The recipe to make oil paint is pretty short: a drying oil mixed with pigment. This means that your choice of oil is quite important. M. Graham Artist Oils are made with walnut oil, a clear oil known for its non-brittle and non-yellowing properties. This means less cracking in a painting over time and the whites and blues will remain the colour the painter intended for years to come. Walnut oil can also hold more pigment than other oils so the paint is intense and goes a long way.
Walnut Oil versus Linseed Oil
For an oil to dry to a film it needs to be unsaturated, to be able to absorb oxygen from the air and polymerise. Of the four main drying oils found in artists’ colours today, only two have more than a 400 year history of wide spread, common use in paintings: walnut and linseed (the other two drying oils for oil painting are of more recent use: poppy and safflower). Both walnut and linseed oils have exhibited a high degree of permanence and have been used interchangeably for centuries but because of its high linolenic acid content, linseed oil yellows and is more brittle than walnut oil. As the master artist Giorgio Vasari wrote in 1550 “grind the colours with walnut or linseed oil, though walnut oil is better because it yellows less with time”. During the 16th and 17th century it was common practice to execute the portions of a painting where colour retention was unimportant with linseed oil. We therefore find its presence in browns, blacks and other colours where the yellowing of the oil did not matter. Wherever colour retention was important such as in passages of white or blue we often find that they used walnut oil.
The Two M. Graham Walnut Oil Mediums
M. Graham Walnut Oil can be used as part of a solvent-free studio to clean your brushes between colours, simply swirl your dirty brush in the oil and squeeze out the colour into a towel. Using M. Graham Walnut Oil as a painting medium to make the paint more fluid will slow the drying time as well as add more gloss. If you wish to speed the drying time use M. Graham Walnut Alkyd Oil Medium which contains no solvents. Both can be used with any brand of oil paint.
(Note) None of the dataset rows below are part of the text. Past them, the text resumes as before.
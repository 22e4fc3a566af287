//! Event date parsing and locale-aware long-date formatting.

use chrono::{DateTime, Locale, NaiveDate, NaiveDateTime, Utc};

/// Literal shown when the event date is missing or unparseable.
pub const DATE_FALLBACK: &str = "Fecha por confirmar";

/// Formats event dates for presentation.
pub trait DateFormatter {
    fn format_date(&self, date: NaiveDate) -> String;

    /// Text used when no date can be parsed.
    fn fallback(&self) -> &str {
        DATE_FALLBACK
    }
}

/// Long-form localized date, e.g. `domingo, 15 de diciembre de 2024`.
#[derive(Debug, Clone)]
pub struct LocaleDateFormatter {
    locale: Locale,
    pattern: &'static str,
    fallback: String,
}

impl LocaleDateFormatter {
    pub fn spanish() -> Self {
        Self {
            locale: Locale::es_ES,
            pattern: "%A, %-d de %B de %Y",
            fallback: DATE_FALLBACK.to_string(),
        }
    }

    pub fn english() -> Self {
        Self {
            locale: Locale::en_US,
            pattern: "%A, %B %-d, %Y",
            fallback: "Date to be confirmed".to_string(),
        }
    }

    /// Picks a formatter from a BCP 47-ish tag (`es-PE`, `en_US`). Anything
    /// that is not English formats in Spanish.
    pub fn for_locale_tag(tag: &str) -> Self {
        let language = tag
            .trim()
            .split(['-', '_'])
            .next()
            .unwrap_or_default()
            .to_ascii_lowercase();
        match language.as_str() {
            "en" => Self::english(),
            _ => Self::spanish(),
        }
    }

    pub fn with_fallback(mut self, fallback: impl Into<String>) -> Self {
        self.fallback = fallback.into();
        self
    }
}

impl Default for LocaleDateFormatter {
    fn default() -> Self {
        Self::spanish()
    }
}

impl DateFormatter for LocaleDateFormatter {
    fn format_date(&self, date: NaiveDate) -> String {
        let midnight = date.and_hms_opt(0, 0, 0).unwrap_or_default();
        DateTime::<Utc>::from_naive_utc_and_offset(midnight, Utc)
            .format_localized(self.pattern, self.locale)
            .to_string()
    }

    fn fallback(&self) -> &str {
        &self.fallback
    }
}

/// Parses the date portion of a raw event date.
///
/// Accepts `YYYY-MM-DDTHH:MM`, `YYYY-MM-DDTHH:MM:SS`, RFC 3339 and plain
/// `YYYY-MM-DD`. Offsets are ignored; the date is taken as written.
pub fn parse_event_date(raw: &str) -> Option<NaiveDate> {
    let trimmed = raw.trim();
    if trimmed.is_empty() {
        return None;
    }
    if let Ok(parsed) = DateTime::parse_from_rfc3339(trimmed) {
        return Some(parsed.naive_local().date());
    }
    ["%Y-%m-%dT%H:%M", "%Y-%m-%dT%H:%M:%S", "%Y-%m-%d %H:%M"]
        .iter()
        .find_map(|pattern| NaiveDateTime::parse_from_str(trimmed, pattern).ok())
        .map(|parsed| parsed.date())
        .or_else(|| NaiveDate::parse_from_str(trimmed, "%Y-%m-%d").ok())
}

/// Formats `raw` with `formatter`, returning the formatter's fallback when the
/// input cannot be parsed.
pub fn format_event_date(raw: &str, formatter: &dyn DateFormatter) -> String {
    match parse_event_date(raw) {
        Some(date) => formatter.format_date(date),
        None => formatter.fallback().to_string(),
    }
}
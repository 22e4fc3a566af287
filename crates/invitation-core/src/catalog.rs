//! Static field catalog: which data fields exist and which sections read them.

use std::collections::{BTreeMap, BTreeSet, HashMap};

use once_cell::sync::Lazy;

use invitation_domain::{FieldDefinition, FieldKind, FieldMode, SectionId};

use crate::CatalogError;

static BUILTIN_CATALOG: Lazy<FieldCatalog> = Lazy::new(|| {
    FieldCatalog::new(builtin_definitions(), builtin_section_fields())
        .expect("built-in field catalog is consistent")
});

/// Validated set of field definitions plus the section -> field key table.
#[derive(Debug, Clone)]
pub struct FieldCatalog {
    definitions: Vec<FieldDefinition>,
    index: HashMap<String, usize>,
    section_fields: BTreeMap<SectionId, Vec<String>>,
}

impl FieldCatalog {
    /// Builds a catalog, rejecting duplicate keys, section entries that point at
    /// undefined fields, and definitions missing from their owning section.
    pub fn new(
        definitions: Vec<FieldDefinition>,
        section_fields: Vec<(SectionId, Vec<&str>)>,
    ) -> Result<Self, CatalogError> {
        let mut index = HashMap::with_capacity(definitions.len());
        for (position, definition) in definitions.iter().enumerate() {
            if index.insert(definition.key.clone(), position).is_some() {
                return Err(CatalogError::DuplicateField(definition.key.clone()));
            }
        }

        let mut table: BTreeMap<SectionId, Vec<String>> = BTreeMap::new();
        for (section, keys) in section_fields {
            let entry = table.entry(section).or_default();
            for key in keys {
                if !index.contains_key(key) {
                    return Err(CatalogError::UndefinedSectionField {
                        section,
                        key: key.to_string(),
                    });
                }
                if !entry.iter().any(|existing| existing == key) {
                    entry.push(key.to_string());
                }
            }
        }

        for definition in &definitions {
            let listed = table
                .get(&definition.section)
                .is_some_and(|keys| keys.contains(&definition.key));
            if !listed {
                return Err(CatalogError::UnlistedOwner {
                    key: definition.key.clone(),
                    owner: definition.section,
                });
            }
        }

        Ok(Self {
            definitions,
            index,
            section_fields: table,
        })
    }

    /// The catalog shipped with the customizer, validated on first use.
    pub fn builtin() -> &'static FieldCatalog {
        &BUILTIN_CATALOG
    }

    pub fn definitions(&self) -> &[FieldDefinition] {
        &self.definitions
    }

    pub fn definition(&self, key: &str) -> Option<&FieldDefinition> {
        self.index.get(key).map(|&position| &self.definitions[position])
    }

    pub fn contains(&self, key: &str) -> bool {
        self.index.contains_key(key)
    }

    pub fn section_keys(&self, section: SectionId) -> &[String] {
        self.section_fields
            .get(&section)
            .map(Vec::as_slice)
            .unwrap_or(&[])
    }

    /// Sections reading `key`: the owning section first, then the others in
    /// canonical order.
    pub fn sections_for_field(&self, key: &str) -> Vec<SectionId> {
        let Some(definition) = self.definition(key) else {
            return Vec::new();
        };
        let mut sections = vec![definition.section];
        sections.extend(
            self.section_fields
                .iter()
                .filter(|(section, keys)| {
                    **section != definition.section && keys.iter().any(|k| k == key)
                })
                .map(|(section, _)| *section),
        );
        sections
    }

    /// Union of the fields required by `sections`, one entry per key, in
    /// canonical section order. Sections without catalog entries are skipped.
    pub fn fields_for_sections(&self, sections: &[SectionId]) -> Vec<FieldDefinition> {
        let mut seen = BTreeSet::new();
        let mut fields = Vec::new();
        for section in canonical(sections) {
            for key in self.section_keys(section) {
                if seen.insert(key.as_str()) {
                    if let Some(definition) = self.definition(key) {
                        fields.push(definition.clone());
                    }
                }
            }
        }
        fields
    }

    /// Groups `fields` under every requested section that reads them.
    /// Shared keys appear under each such section; empty groups are omitted.
    pub fn fields_by_section(
        &self,
        fields: &[FieldDefinition],
        sections: &[SectionId],
    ) -> BTreeMap<SectionId, Vec<FieldDefinition>> {
        let mut grouped = BTreeMap::new();
        for section in canonical(sections) {
            let group: Vec<FieldDefinition> = self
                .section_keys(section)
                .iter()
                .filter_map(|key| fields.iter().find(|field| &field.key == key))
                .cloned()
                .collect();
            if !group.is_empty() {
                grouped.insert(section, group);
            }
        }
        grouped
    }
}

/// Looks up fields for `sections` in the built-in catalog.
pub fn fields_for_sections(sections: &[SectionId]) -> Vec<FieldDefinition> {
    FieldCatalog::builtin().fields_for_sections(sections)
}

/// Groups `fields` per section using the built-in catalog.
pub fn fields_by_section(
    fields: &[FieldDefinition],
    sections: &[SectionId],
) -> BTreeMap<SectionId, Vec<FieldDefinition>> {
    FieldCatalog::builtin().fields_by_section(fields, sections)
}

/// Narrows `fields` to what the given editing mode shows.
pub fn filter_by_mode(fields: &[FieldDefinition], mode: FieldMode) -> Vec<FieldDefinition> {
    match mode {
        FieldMode::Full => fields.to_vec(),
        FieldMode::Basic => fields.iter().filter(|f| f.is_basic()).cloned().collect(),
    }
}

fn canonical(sections: &[SectionId]) -> Vec<SectionId> {
    let mut ordered = sections.to_vec();
    ordered.sort();
    ordered.dedup();
    ordered
}

fn builtin_definitions() -> Vec<FieldDefinition> {
    use FieldKind as K;
    use SectionId::*;

    vec![
        // hero
        FieldDefinition::new("groom_name", Hero, "Nombre del novio", K::Text)
            .with_placeholder("Ej. Juan")
            .basic(),
        FieldDefinition::new("bride_name", Hero, "Nombre de la novia", K::Text)
            .with_placeholder("Ej. Ana")
            .basic(),
        FieldDefinition::new("weddingDate", Hero, "Fecha y hora del evento", K::Date)
            .with_placeholder("2025-06-14T17:00")
            .basic(),
        FieldDefinition::new("location", Hero, "Lugar del evento", K::Text)
            .with_placeholder("Ej. Hacienda Los Olivos, Lima")
            .basic(),
        FieldDefinition::new("heroImageUrl", Hero, "Imagen principal", K::Image)
            .with_placeholder("https://"),
        // welcome
        FieldDefinition::new("welcome_title", Welcome, "Título de bienvenida", K::Text),
        FieldDefinition::new("welcome_message", Welcome, "Mensaje de bienvenida", K::LongText)
            .with_placeholder("Escribe unas palabras para tus invitados")
            .basic(),
        // couple
        FieldDefinition::new("couple_title", Couple, "Título de la sección", K::Text),
        FieldDefinition::new("groom_description", Couple, "Sobre el novio", K::LongText),
        FieldDefinition::new("groom_photo", Couple, "Foto del novio", K::Image),
        FieldDefinition::new("bride_description", Couple, "Sobre la novia", K::LongText),
        FieldDefinition::new("bride_photo", Couple, "Foto de la novia", K::Image),
        // countdown
        FieldDefinition::new(
            "countdown_title",
            Countdown,
            "Título de la cuenta regresiva",
            K::Text,
        ),
        FieldDefinition::new("countdown_image", Countdown, "Imagen de fondo", K::Image),
        // story
        FieldDefinition::new("story_title", Story, "Título de la historia", K::Text),
        FieldDefinition::new("story_moments", Story, "Momentos de la historia", K::StoryMoments),
        // video
        FieldDefinition::new("video_title", Video, "Título del video", K::Text),
        FieldDefinition::new("video_url", Video, "Enlace del video", K::Url)
            .with_placeholder("https://youtube.com/..."),
        // gallery
        FieldDefinition::new("gallery_title", Gallery, "Título de la galería", K::Text),
        FieldDefinition::new("gallery_images", Gallery, "Fotos de la galería", K::Gallery).basic(),
        // itinerary
        FieldDefinition::new("itinerary_title", Itinerary, "Título del itinerario", K::Text),
        FieldDefinition::new("ceremony_enabled", Itinerary, "Mostrar ceremonia", K::Toggle).basic(),
        FieldDefinition::new("ceremony_time", Itinerary, "Hora de la ceremonia", K::Time)
            .with_placeholder("16:00")
            .basic(),
        FieldDefinition::new("ceremony_location", Itinerary, "Lugar de la ceremonia", K::Text)
            .basic(),
        FieldDefinition::new("reception_enabled", Itinerary, "Mostrar recepción", K::Toggle)
            .basic(),
        FieldDefinition::new("reception_time", Itinerary, "Hora de la recepción", K::Time)
            .with_placeholder("19:00")
            .basic(),
        FieldDefinition::new("reception_location", Itinerary, "Lugar de la recepción", K::Text)
            .basic(),
        FieldDefinition::new("party_enabled", Itinerary, "Mostrar fiesta", K::Toggle),
        FieldDefinition::new("party_time", Itinerary, "Hora de la fiesta", K::Time),
        FieldDefinition::new("party_location", Itinerary, "Lugar de la fiesta", K::Text),
        // footer
        FieldDefinition::new("footer_message", Footer, "Mensaje de despedida", K::LongText),
        FieldDefinition::new("footer_hashtag", Footer, "Hashtag", K::Text)
            .with_placeholder("#JuanYAna"),
    ]
}

fn builtin_section_fields() -> Vec<(SectionId, Vec<&'static str>)> {
    use SectionId::*;

    vec![
        (
            Hero,
            vec!["groom_name", "bride_name", "weddingDate", "location", "heroImageUrl"],
        ),
        (Welcome, vec!["welcome_title", "welcome_message"]),
        (
            Couple,
            vec![
                "couple_title",
                "groom_name",
                "groom_description",
                "groom_photo",
                "bride_name",
                "bride_description",
                "bride_photo",
            ],
        ),
        (Countdown, vec!["countdown_title", "weddingDate", "countdown_image"]),
        (Story, vec!["story_title", "story_moments"]),
        (Video, vec!["video_title", "video_url"]),
        (Gallery, vec!["gallery_title", "gallery_images"]),
        (
            Itinerary,
            vec![
                "itinerary_title",
                "ceremony_enabled",
                "ceremony_time",
                "ceremony_location",
                "reception_enabled",
                "reception_time",
                "reception_location",
                "party_enabled",
                "party_time",
                "party_location",
            ],
        ),
        (
            Footer,
            vec![
                "groom_name",
                "bride_name",
                "weddingDate",
                "footer_message",
                "footer_hashtag",
            ],
        ),
    ]
}

#[cfg(test)]
mod tests {
    use super::*;

    #[test]
    fn builtin_catalog_is_consistent() {
        let catalog = FieldCatalog::new(builtin_definitions(), builtin_section_fields());
        assert!(catalog.is_ok());
    }

    #[test]
    fn every_basic_field_is_reachable_from_a_section() {
        let catalog = FieldCatalog::builtin();
        let all = catalog.fields_for_sections(&SectionId::ALL);
        for basic in filter_by_mode(catalog.definitions(), FieldMode::Basic) {
            assert!(all.iter().any(|f| f.key == basic.key), "{}", basic.key);
        }
    }

    #[test]
    fn duplicate_keys_are_rejected() {
        let definitions = vec![
            FieldDefinition::new("title", SectionId::Hero, "A", FieldKind::Text),
            FieldDefinition::new("title", SectionId::Footer, "B", FieldKind::Text),
        ];
        let err = FieldCatalog::new(definitions, vec![(SectionId::Hero, vec!["title"])])
            .expect_err("duplicate");
        assert_eq!(err, CatalogError::DuplicateField("title".into()));
    }

    #[test]
    fn section_entries_must_reference_defined_fields() {
        let definitions = vec![FieldDefinition::new(
            "title",
            SectionId::Hero,
            "A",
            FieldKind::Text,
        )];
        let err = FieldCatalog::new(
            definitions,
            vec![(SectionId::Hero, vec!["title", "subtitle"])],
        )
        .expect_err("undefined");
        assert!(matches!(err, CatalogError::UndefinedSectionField { .. }));
    }

    #[test]
    fn owners_must_list_their_fields() {
        let definitions = vec![FieldDefinition::new(
            "title",
            SectionId::Hero,
            "A",
            FieldKind::Text,
        )
        .basic()];
        let err = FieldCatalog::new(definitions, vec![(SectionId::Footer, vec!["title"])])
            .expect_err("unlisted");
        assert!(matches!(err, CatalogError::UnlistedOwner { .. }));
    }

    #[test]
    fn shared_fields_appear_once_in_canonical_order() {
        let fields = fields_for_sections(&[SectionId::Footer, SectionId::Hero]);
        let keys: Vec<&str> = fields.iter().map(|f| f.key.as_str()).collect();
        assert_eq!(
            keys,
            vec![
                "groom_name",
                "bride_name",
                "weddingDate",
                "location",
                "heroImageUrl",
                "footer_message",
                "footer_hashtag",
            ]
        );
    }

    #[test]
    fn grouping_repeats_shared_fields_per_section() {
        let sections = [SectionId::Hero, SectionId::Footer];
        let fields = fields_for_sections(&sections);
        let grouped = fields_by_section(&fields, &sections);
        let order: Vec<SectionId> = grouped.keys().copied().collect();
        assert_eq!(order, vec![SectionId::Hero, SectionId::Footer]);
        assert!(grouped[&SectionId::Footer]
            .iter()
            .any(|f| f.key == "groom_name"));
    }

    #[test]
    fn basic_mode_hides_advanced_fields() {
        let fields = fields_for_sections(&[SectionId::Hero]);
        let basic = filter_by_mode(&fields, FieldMode::Basic);
        assert!(basic.iter().all(|f| f.key != "heroImageUrl"));
        assert_eq!(filter_by_mode(&fields, FieldMode::Full).len(), fields.len());
    }

    #[test]
    fn shared_field_lists_owner_first() {
        let sections = FieldCatalog::builtin().sections_for_field("weddingDate");
        assert_eq!(
            sections,
            vec![SectionId::Hero, SectionId::Countdown, SectionId::Footer]
        );
    }
}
Trying out the M. Graham Oil Paints
I set up a palette and painted two small pictures. I found most of the colour to be as expected, some colours are very strong like Phthalo Blue and Cadmium Yellow Deep and the rest have a very good pigment load. It took very little colour to make a glaze with the walnut oil, this paint stretches far. I tried the Fast Drying White but it didn’t dry as quickly as alkyd, it might be similar to the Gamblin Fast Dry White that only dries one day faster than the regular slow drying white. One of my usual favourite colours is Terre Vert, I find its neutral temperature, weak tinting and transparent nature very useful for gently toning down sharp reds, but in M. Graham it is not a natural Terre Vert, but is made of Iron Oxide and a green – it is disappointing, not useful to me.
The texture of most of the colours is fairly creamy but after a bit of time on the palette the thin layer left on the palette can get a bit pasty and needs a thinner. I used Lukas Medium One for the test paintings, the M. Graham Walnut Oil to make glazes for the mixing charts, the M. Graham Walnut Alkyd to speed up drying on the big colour chart.

I always look for good dark mixers. The Alizarin Crimson and Viridian make a good black and lovely chromatic greys.
Colour Mixing with M. Graham Oil Paints
This colour mixing chart has the same colours running across the top as down the left side. This makes it a mirror image on the diagonal. Along the diagonal from upper left to lower right are the pure colours, because they are mixed with themselves from the column and themselves from the row.

M. Graham Oil Paints
left: Ultramarine Violet
right: Hansa Yellow
(I love the blue-grey or green-grey glaze these make).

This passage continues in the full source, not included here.